---- Provided information

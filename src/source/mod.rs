//! Raw article sources.
//!
//! The [`DocumentSource`] trait is the only view of the article backend the
//! pipeline has. Backends differ in column naming and in how a checkpoint
//! timestamp maps to a row offset, so both are part of the contract.
//!
//! | Backend | Type |
//! |---------|------|
//! | SQLite table | [`sqlite::SqliteSource`] |
//! | In-memory vector | [`memory::InMemorySource`] |

pub mod memory;
pub mod sqlite;

use anyhow::Result;
use async_trait::async_trait;
use chrono::{DateTime, Utc};

use crate::config::SourceConfig;
use crate::models::{DateRange, Document};

/// A paginated, read-only article source.
///
/// # Ordering
///
/// [`read`](DocumentSource::read) must return documents ordered ascending by
/// download time, with a stable tie-break, so that `skip`/`limit` pages never
/// overlap or leave gaps between calls on an unchanged source.
#[async_trait]
pub trait DocumentSource: Send + Sync {
    /// Short label for logs (e.g. `"sqlite:articles"`).
    fn name(&self) -> String;

    /// Backend field holding the raw content. Diagnostic only: logged when a
    /// run starts, while documents carry the content itself.
    fn content_field(&self) -> &str;

    /// Backend field holding the checkpoint timestamp. Diagnostic only.
    fn checkpoint_field(&self) -> &str;

    /// Read at most `limit` in-range documents after skipping the first `skip`.
    async fn read(&self, range: &DateRange, skip: usize, limit: usize) -> Result<Vec<Document>>;

    /// Row offset of the first in-range document at or after `checkpoint`.
    ///
    /// Every document before the returned offset has a download time strictly
    /// earlier than `checkpoint`.
    async fn initial_skip(&self, range: &DateRange, checkpoint: DateTime<Utc>) -> Result<usize>;

    /// Total documents in range.
    async fn count(&self, range: &DateRange) -> Result<usize>;
}

/// Build the configured source backend.
pub async fn from_config(config: &SourceConfig) -> Result<Box<dyn DocumentSource>> {
    match config.kind.as_str() {
        "sqlite" => Ok(Box::new(sqlite::SqliteSource::open(config).await?)),
        other => anyhow::bail!("Unknown source kind: '{}'", other),
    }
}
//! Resume & dedup controller.
//!
//! Drives one run over a date range:
//!
//! ```text
//! ComputeResume ─► ReadPage ─► FilterNew ─► for each chunk: Extract ─► Persist
//!                     ▲                                                  │
//!                     └──────────────── skip += page_size ◄──────────────┘
//!                  (empty page ─► Done)
//! ```
//!
//! The resume offset comes from the result store's latest download time in
//! range, so a crashed run restarts close to where it stopped. Documents are
//! always filtered against the store by url before enrichment, which makes
//! re-running any range idempotent.
//!
//! Pages and chunks are processed strictly in sequence. Only the documents of
//! a single chunk are in flight at once, and each chunk is written before the
//! next one starts.

use anyhow::Result;
use chrono::{DateTime, Utc};
use std::collections::HashSet;
use std::sync::Arc;

use crate::config::{Config, PipelineConfig};
use crate::db;
use crate::enrich::{ArticleEnricher, RetryPolicy};
use crate::extractor::{chunk_number, ChunkExtractor, ChunkOutcome};
use crate::models::{DateRange, Document, WriteableDocument};
use crate::progress::{NoProgress, ProgressMode, RunProgressEvent, RunProgressReporter};
use crate::provider::RoundRobinGate;
use crate::source::{self, DocumentSource};
use crate::store::sqlite::SqliteResultStore;
use crate::store::ResultStore;

#[derive(Debug, Clone, Copy, PartialEq, Eq)]
pub struct PipelineOptions {
    pub page_size: usize,
    pub chunk_size: usize,
    /// Extra attempts for a failed chunk before the rest of its page is skipped.
    pub chunk_retries: u32,
    /// Chunk size 1, stop after the first chunk.
    pub single_write: bool,
    /// Ignore the checkpoint and read the range from offset 0. Stored urls are
    /// still filtered out, so only documents of earlier failed chunks are
    /// enriched again.
    pub from_start: bool,
}

impl PipelineOptions {
    pub fn from_config(config: &PipelineConfig) -> Self {
        Self {
            page_size: config.page_size,
            chunk_size: config.chunk_size,
            chunk_retries: config.chunk_retries,
            single_write: false,
            from_start: false,
        }
    }

    fn effective_chunk_size(&self) -> usize {
        if self.single_write {
            1
        } else {
            self.chunk_size.max(1)
        }
    }
}

impl Default for PipelineOptions {
    fn default() -> Self {
        Self::from_config(&PipelineConfig::default())
    }
}

/// What a run did.
#[derive(Debug, Clone, Default, PartialEq)]
pub struct RunSummary {
    /// Offset the run resumed from.
    pub start_skip: usize,
    pub pages: usize,
    pub documents_read: usize,
    /// Read documents already present in the result store.
    pub skipped_existing: usize,
    pub enriched: usize,
    pub chunks_written: usize,
    pub chunks_failed: usize,
    /// Checkpoint after the run.
    pub checkpoint: Option<DateTime<Utc>>,
}

pub struct ExtractorPipeline {
    source: Arc<dyn DocumentSource>,
    store: Arc<dyn ResultStore>,
    extractor: ChunkExtractor,
    options: PipelineOptions,
    progress: Box<dyn RunProgressReporter>,
}

/// Whether the run goes on after a page.
enum PageFlow {
    Continue,
    Stop,
}

impl ExtractorPipeline {
    pub fn new(
        source: Arc<dyn DocumentSource>,
        store: Arc<dyn ResultStore>,
        extractor: ChunkExtractor,
        options: PipelineOptions,
    ) -> Self {
        Self {
            source,
            store,
            extractor,
            options,
            progress: Box::new(NoProgress),
        }
    }

    pub fn with_progress(mut self, progress: Box<dyn RunProgressReporter>) -> Self {
        self.progress = progress;
        self
    }

    /// Process every not-yet-stored document in `range`.
    pub async fn run(&self, range: &DateRange) -> Result<RunSummary> {
        let mut summary = RunSummary::default();

        let checkpoint = self.store.last_checkpoint(range).await?;
        let mut skip = match checkpoint {
            Some(_) if self.options.from_start => 0,
            Some(cp) => self.source.initial_skip(range, cp).await?,
            None => 0,
        };
        summary.start_skip = skip;

        let total = self.source.count(range).await?;
        tracing::info!(
            source = %self.source.name(),
            content_field = self.source.content_field(),
            checkpoint_field = self.source.checkpoint_field(),
            range = %range,
            checkpoint = ?checkpoint,
            skip,
            total,
            from_start = self.options.from_start,
            "starting extraction"
        );
        self.progress.report(RunProgressEvent::Resuming {
            checkpoint: checkpoint.map(|cp| cp.to_rfc3339()),
            skip: skip as u64,
            total: total as u64,
        });

        loop {
            let page = self
                .source
                .read(range, skip, self.options.page_size)
                .await?;
            if page.is_empty() {
                break;
            }
            summary.pages += 1;
            summary.documents_read += page.len();

            let flow = self.process_page(page, skip, &mut summary).await?;
            if let PageFlow::Stop = flow {
                break;
            }

            skip += self.options.page_size;
        }

        summary.checkpoint = self.store.last_checkpoint(range).await?;
        tracing::info!(
            pages = summary.pages,
            enriched = summary.enriched,
            skipped = summary.skipped_existing,
            chunks_failed = summary.chunks_failed,
            "extraction finished"
        );
        Ok(summary)
    }

    async fn process_page(
        &self,
        page: Vec<Document>,
        skip: usize,
        summary: &mut RunSummary,
    ) -> Result<PageFlow> {
        let read = page.len();
        let urls: Vec<String> = page.iter().map(|d| d.url.clone()).collect();
        let new_urls: HashSet<String> = self
            .store
            .non_saved_urls(&urls)
            .await?
            .into_iter()
            .collect();

        let new_docs: Vec<Document> = page
            .into_iter()
            .filter(|d| new_urls.contains(&d.url))
            .collect();
        summary.skipped_existing += read - new_docs.len();

        tracing::info!(skip, read, new = new_docs.len(), "page loaded");
        self.progress.report(RunProgressEvent::Page {
            skip: skip as u64,
            read: read as u64,
            new: new_docs.len() as u64,
        });

        let chunk_size = self.options.effective_chunk_size();
        let chunks = new_docs.len().div_ceil(chunk_size);

        for (index, chunk) in new_docs.chunks(chunk_size).enumerate() {
            tracing::info!("Extracting chunk {} of {}", chunk_number(index), chunks);
            let outcome = self.extract_with_retries(chunk, index).await;

            if outcome.failed {
                summary.chunks_failed += 1;
                self.progress.report(RunProgressEvent::Chunk {
                    index: index as u64,
                    chunks: chunks as u64,
                    written: 0,
                    failed: true,
                });
                tracing::warn!(
                    chunk = chunk_number(index),
                    remaining = chunks - index - 1,
                    "chunk failed, skipping the rest of the page; rerun with --from-start to retry it"
                );
                return Ok(if self.options.single_write {
                    PageFlow::Stop
                } else {
                    PageFlow::Continue
                });
            }

            let docs: Vec<WriteableDocument> = chunk
                .iter()
                .zip(outcome.results)
                .map(|(doc, result)| WriteableDocument::build(doc, result))
                .collect();

            if !docs.is_empty() {
                self.store.write(&docs).await?;
                summary.enriched += docs.len();
                summary.chunks_written += 1;
            }
            self.progress.report(RunProgressEvent::Chunk {
                index: index as u64,
                chunks: chunks as u64,
                written: docs.len() as u64,
                failed: false,
            });

            if self.options.single_write {
                return Ok(PageFlow::Stop);
            }
        }

        Ok(PageFlow::Continue)
    }

    async fn extract_with_retries(&self, chunk: &[Document], index: usize) -> ChunkOutcome {
        let mut attempt = 0u32;
        loop {
            let outcome = self.extractor.extract_chunk(chunk, index).await;
            if !outcome.failed || attempt >= self.options.chunk_retries {
                return outcome;
            }
            attempt += 1;
            tracing::warn!(chunk = chunk_number(index), attempt, "retrying failed chunk");
        }
    }
}

/// Wire the configured source, result store and providers, then run once.
pub async fn run_extract(
    config: &Config,
    range: &DateRange,
    single_write: bool,
    from_start: bool,
    progress: ProgressMode,
) -> Result<RunSummary> {
    let pool = db::connect(&config.db.path).await?;
    crate::migrate::create_result_schema(&pool).await?;
    let store = Arc::new(SqliteResultStore::new(pool));
    let source: Arc<dyn DocumentSource> = Arc::from(source::from_config(&config.source).await?);

    let gate = Arc::new(RoundRobinGate::from_config(&config.providers, &config.retry)?);
    let policy = RetryPolicy::from_config(&config.retry);
    if policy.is_unbounded() {
        tracing::info!("retry policy: unbounded");
    }
    let enricher = ArticleEnricher::new(gate, policy, config.retry.llm_max_retries);
    let extractor = ChunkExtractor::new(Arc::new(enricher)).with_timeout(
        config
            .pipeline
            .chunk_timeout_secs
            .map(std::time::Duration::from_secs),
    );

    let mut options = PipelineOptions::from_config(&config.pipeline);
    options.single_write = single_write;
    options.from_start = from_start;

    let pipeline = ExtractorPipeline::new(source, store.clone(), extractor, options)
        .with_progress(progress.reporter());
    let summary = pipeline.run(range).await;

    store.close().await;
    summary
}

--------

Try it | What this exercise asks for is every line of the data above with the word "limit".

Worked solution |
/// download time, with a stable tie-break, so that `skip`/`limit` pages never
    /// Read at most `limit` in-range documents after skipping the first `skip`.
    async fn read(&self, range: &DateRange, skip: usize, limit: usize) -> Result<Vec<Document>>;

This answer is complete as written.